I picked up the platinum laptop from the floor and handed it to her.
“Give me my glasses.”
I got them from the little gilded table behind the divan. Sighing, she put them on. They were almost bigger than her entire face. “Number.”
I told her the number of my leaky dinghy of a checking account. She pecked at t
he keys for a minute or two with her good hand. Then she leaned back against the nest of silver and gold pillows, clearly exhausted. “All right, you little motherfucker,” she said. “Don’t ask me again. I’ll have your legs broken for you.” Eyes closed, she continued, “Take my glasses off and put them back on the table. Put the computer on the floor. Leave. Come back in ten days with pages or I’ll hunt you down and kill you.”

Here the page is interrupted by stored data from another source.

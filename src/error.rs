use thiserror::Error;

/// Error enumerates over all possible errors that this package
/// shall return.
#[derive(Debug, Error, PartialEq)]
pub enum Error<T> {
    /// Returned by erase() when no element compares equal to the
    /// requested value. The tree is left untouched.
    #[error("element does not exist in tree: {0:?}")]
    NotFound(T),
    /// Returned by select() when index is not within `0..size`.
    #[error("index {index} out of range for tree of size {size}")]
    OutOfRange { index: usize, size: usize },
    /// Fatal case, values are not in sort-order.
    #[error("values out of order: {0:?} placed before {1:?}")]
    SortError(T, T),
    /// Fatal case, left and right heights differ by more than one.
    /// The String component can be used for debugging.
    #[error("unbalanced node, {0}")]
    UnbalancedNode(String),
    /// Fatal case, cached subtree count is stale.
    #[error("count mismatch, {0}")]
    CountMismatch(String),
    /// Fatal case, cached subtree height is stale.
    #[error("height mismatch, {0}")]
    HeightMismatch(String),
    /// Fatal case, entry counter disagrees with the number of nodes.
    #[error("size mismatch, expected {expected} found {found}")]
    SizeMismatch { expected: usize, found: usize },
}
//! Root-key / chain-key / message-key derivation.
//!
//! Grounded on the teacher's `perform_dh_ratchet` control flow for the
//! overall DH-ratchet-step shape, and on the HMAC 0x01/0x02 chain-step +
//! HKDF-80-byte message-key split used by real Signal-family
//! implementations (the teacher's own `kdf_ck` uses a single HKDF expand
//! instead, which does not match the wire-compatible formula required here).

use serde::{Deserialize, Serialize};
use zeroize::{Zeroize, ZeroizeOnDrop};

use crate::primitives::{dh, hkdf, hkdf_default_salt, hmac_sha256, KeyPair};

const ROOT_INFO: &[u8] = b"WhisperRatchet";
const MESSAGE_KEYS_INFO: &[u8] = b"WhisperMessageKeys";
pub const X3DH_INFO: &[u8] = b"WhisperText";

/// A symmetric chain key plus how many message keys it has produced.
#[derive(Debug, Clone, Serialize, Deserialize, Zeroize, ZeroizeOnDrop)]
pub struct ChainKey {
    pub key: [u8; 32],
    #[zeroize(skip)]
    pub counter: u32,
}

/// Key material derived for exactly one message.
#[derive(Debug, Clone, Serialize, Deserialize, Zeroize, ZeroizeOnDrop)]
pub struct MessageKeys {
    pub cipher_key: [u8; 32],
    pub mac_key: [u8; 32],
    pub iv: [u8; 16],
}

impl ChainKey {
    pub fn new(key: [u8; 32], counter: u32) -> Self {
        Self { key, counter }
    }

    /// Chain-key step: derive this step's raw message key and the next chain key.
    fn step(&self) -> ([u8; 32], ChainKey) {
        let message_key_raw = hmac_sha256(&self.key, &[0x01]);
        let next_key = hmac_sha256(&self.key, &[0x02]);
        (
            message_key_raw,
            ChainKey {
                key: next_key,
                counter: self.counter + 1,
            },
        )
    }

    /// Advance the chain by one step, returning the derived message keys
    /// for the *current* counter and the chain key for `counter + 1`.
    pub fn next_message_keys(&self) -> (MessageKeys, ChainKey) {
        let (raw, next) = self.step();
        (derive_message_keys(&raw), next)
    }
}

fn derive_message_keys(raw: &[u8; 32]) -> MessageKeys {
    let okm = hkdf_default_salt(raw, MESSAGE_KEYS_INFO, 80);
    let mut cipher_key = [0u8; 32];
    let mut mac_key = [0u8; 32];
    let mut iv = [0u8; 16];
    cipher_key.copy_from_slice(&okm[0..32]);
    mac_key.copy_from_slice(&okm[32..64]);
    iv.copy_from_slice(&okm[64..80]);
    MessageKeys {
        cipher_key,
        mac_key,
        iv,
    }
}

/// Root-key KDF: `hkdf(ikm=dhOutput, salt=rootKey, info="WhisperRatchet", L=64)`.
pub fn kdf_root(root_key: &[u8; 32], dh_output: &[u8; 32]) -> ([u8; 32], ChainKey) {
    let okm = hkdf(dh_output, root_key, ROOT_INFO, 64);
    let mut new_root = [0u8; 32];
    let mut chain_key = [0u8; 32];
    new_root.copy_from_slice(&okm[0..32]);
    chain_key.copy_from_slice(&okm[32..64]);
    (new_root, ChainKey::new(chain_key, 0))
}

/// X3DH initial secret derivation, initiator-side concatenation order; the
/// responder mirrors this with DH arguments swapped so the products line up.
pub struct X3dhSecrets {
    pub root_key: [u8; 32],
    pub chain_key: ChainKey,
}

/// Build the `0xFF*32 || DH1 || DH2 || DH3 [|| DH4]` master secret and
/// derive the initial root/chain key from it.
pub fn x3dh_derive(dh1: &[u8; 32], dh2: &[u8; 32], dh3: &[u8; 32], dh4: Option<&[u8; 32]>) -> X3dhSecrets {
    let mut master_secret = Vec::with_capacity(32 + 32 * 4);
    master_secret.extend_from_slice(&[0xFFu8; 32]);
    master_secret.extend_from_slice(dh1);
    master_secret.extend_from_slice(dh2);
    master_secret.extend_from_slice(dh3);
    if let Some(dh4) = dh4 {
        master_secret.extend_from_slice(dh4);
    }

    let derived = hkdf_default_salt(&master_secret, X3DH_INFO, 64);
    let mut root_key = [0u8; 32];
    let mut chain_key_bytes = [0u8; 32];
    root_key.copy_from_slice(&derived[0..32]);
    chain_key_bytes.copy_from_slice(&derived[32..64]);

    X3dhSecrets {
        root_key,
        chain_key: ChainKey::new(chain_key_bytes, 0),
    }
}

/// The outcome of one DH ratchet step.
pub struct DhRatchetStep {
    pub new_root_key: [u8; 32],
    pub receiving_chain_key: ChainKey,
    pub new_sending_ephemeral: KeyPair,
    pub sending_chain_key: ChainKey,
}

/// Perform a full DH ratchet step: fold in the remote's new ephemeral to
/// produce a receiving chain, generate a fresh ephemeral of our own, and
/// fold that in against the same remote ephemeral to produce a sending chain.
pub fn perform_dh_ratchet(root_key: &[u8; 32], our_current_private: &[u8; 32], remote_ephemeral: &[u8; 32]) -> DhRatchetStep {
    let dh_recv = dh(our_current_private, remote_ephemeral);
    let (root_after_recv, receiving_chain_key) = kdf_root(root_key, &dh_recv);

    let new_sending_ephemeral = KeyPair::generate();
    let dh_send = dh(new_sending_ephemeral.private_bytes(), remote_ephemeral);
    let (root_after_send, sending_chain_key) = kdf_root(&root_after_recv, &dh_send);

    DhRatchetStep {
        new_root_key: root_after_send,
        receiving_chain_key,
        new_sending_ephemeral,
        sending_chain_key,
    }
}
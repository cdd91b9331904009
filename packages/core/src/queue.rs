//! Per-bucket job serialization.
//!
//! One `tokio::sync::Mutex<()>` per bucket, looked up (and lazily created)
//! behind a `std::sync::Mutex`-guarded table. Acquiring a bucket's async
//! mutex is the FIFO queue: the Rust mutex wakes waiters in roughly
//! submission order, which is all strict-FIFO-per-bucket requires here,
//! since there is no cross-bucket ordering to provide.

use std::collections::HashMap;
use std::future::Future;
use std::sync::{Arc, Mutex as StdMutex};

use tokio::sync::Mutex as AsyncMutex;

/// Serializes tasks submitted against the same bucket key; distinct
/// buckets never block each other.
#[derive(Default)]
pub struct JobQueue {
    buckets: StdMutex<HashMap<String, Arc<AsyncMutex<()>>>>,
}

impl JobQueue {
    pub fn new() -> Self {
        Self::default()
    }

    fn bucket_lock(&self, bucket: &str) -> Arc<AsyncMutex<()>> {
        let mut buckets = self.buckets.lock().expect("job queue bucket table poisoned");
        buckets.entry(bucket.to_string()).or_insert_with(|| Arc::new(AsyncMutex::new(()))).clone()
    }

    /// Run `task` under `bucket`'s turn. Waits for every previously
    /// submitted task on the same bucket to finish first; a failing task
    /// still releases the bucket for the next one, failures never poison
    /// the bucket.
    pub async fn run<F, Fut, T>(&self, bucket: &str, task: F) -> T
    where
        F: FnOnce() -> Fut,
        Fut: Future<Output = T>,
    {
        let lock = self.bucket_lock(bucket);
        let _guard = lock.lock().await;
        task().await
    }
}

My hands shook, but I did as she said, gently closing the door behind me. I hurled myself out of her apartment, through the living rooms and sitting rooms; past the maid, holding a small white towel, regarding what looked like the Queen of England’s silver service piled on a dining room table; past the springtime meadows. I was moving so fast I didn’t even stop to grab a keepsake, though it would have been nice, I thought later that evening, to have had a memento of this day, the day I took charge of my life. I burst from the building, past the doormen and liverymen and footmen, dashed across the street, and paused by the old stone wall around Central Park, trying to catch my breath.